Comment s’effectue le passage du silence à l’écrit ? Un tremblement de l’écriture, parfois le révèle ; ce tremblement est provoqué par l’écoute, l’ultime et immémoriale écoute qui fait, quelque part, basculer la langue et la pensée. Mais le miracle est que la langue, loin d’en être entamée, s’en trouve enrichie.

 

 

Ouvre l’eau du puits.

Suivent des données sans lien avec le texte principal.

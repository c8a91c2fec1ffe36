//! Request tracking layers
//!
//! Every request gets an `x-request-id` (kept when the client sent one),
//! which is echoed on the response and recorded in the trace span. Cookie
//! headers are marked sensitive so they never show up in logs.

use axum::http::HeaderName;
use tower_http::{
    request_id::{MakeRequestUuid, PropagateRequestIdLayer, SetRequestIdLayer},
    sensitive_headers::SetSensitiveRequestHeadersLayer,
};

/// Request ID header
pub const REQUEST_ID_HEADER: &str = "x-request-id";

/// Sensitive headers that should be masked in logs
pub const SENSITIVE_HEADERS: [HeaderName; 3] = [
    HeaderName::from_static("authorization"),
    HeaderName::from_static("cookie"),
    HeaderName::from_static("set-cookie"),
];

/// Assign a UUID request ID when the request has none
pub fn request_id_layer() -> SetRequestIdLayer<MakeRequestUuid> {
    SetRequestIdLayer::x_request_id(MakeRequestUuid)
}

/// Copy the request ID onto the response
pub fn request_id_propagation_layer() -> PropagateRequestIdLayer {
    PropagateRequestIdLayer::x_request_id()
}

/// Mask cookies and credentials in logged headers
pub fn sensitive_headers_layer() -> SetSensitiveRequestHeadersLayer {
    SetSensitiveRequestHeadersLayer::new(SENSITIVE_HEADERS)
}

#[cfg(test)]
mod tests {
    use super::*;
    use axum::{body::Body, http::Request, routing::get, Router};
    use tower::ServiceExt;

    fn app() -> Router {
        Router::new()
            .route("/", get(|| async { "ok" }))
            .layer(request_id_propagation_layer())
            .layer(request_id_layer())
    }

    #[tokio::test]
    async fn test_request_id_is_generated() {
        let response = app()
            .oneshot(Request::builder().uri("/").body(Body::empty()).unwrap())
            .await
            .unwrap();
        let id = response.headers()[REQUEST_ID_HEADER].to_str().unwrap();
        assert_eq!(id.len(), 36);
    }

    #[tokio::test]
    async fn test_request_id_is_kept() {
        let response = app()
            .oneshot(
                Request::builder()
                    .uri("/")
                    .header(REQUEST_ID_HEADER, "abc-123")
                    .body(Body::empty())
                    .unwrap(),
            )
            .await
            .unwrap();
        assert_eq!(response.headers()[REQUEST_ID_HEADER], "abc-123");
    }
}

Donne
à la soif un moment
de répit ;  à la main
la chance de sauver.

*

Nuit des cils. Être vu.
L’objet luit pour la main.
Le bruit broute le bruit.
L’eau cerne la mémoire.

*

Le terme. L’avant-monde.
Dépassé le souci.
L’aventure est fidèle
au glas du songe en flammes.

*

Je suis. Je fus. Charnière,
longue file de fauves.
Je vois, verrai. Confiance
de l’arbre dans le fruit.

*

Jours de craie. Les ardoises
palpitent de prémices.
Le mot survit au signe.
Le paysage à l’encre.

*

Routes. L’infini.
Le don du visage.
Aux saisons, les rides.
Au sol, les grands fleuves.

 

Edmond Jabès, Le seuil Le sable, Poésies complètes 1943-1988, Poésie/Gallimard, 2009, pp. 11 &21-22.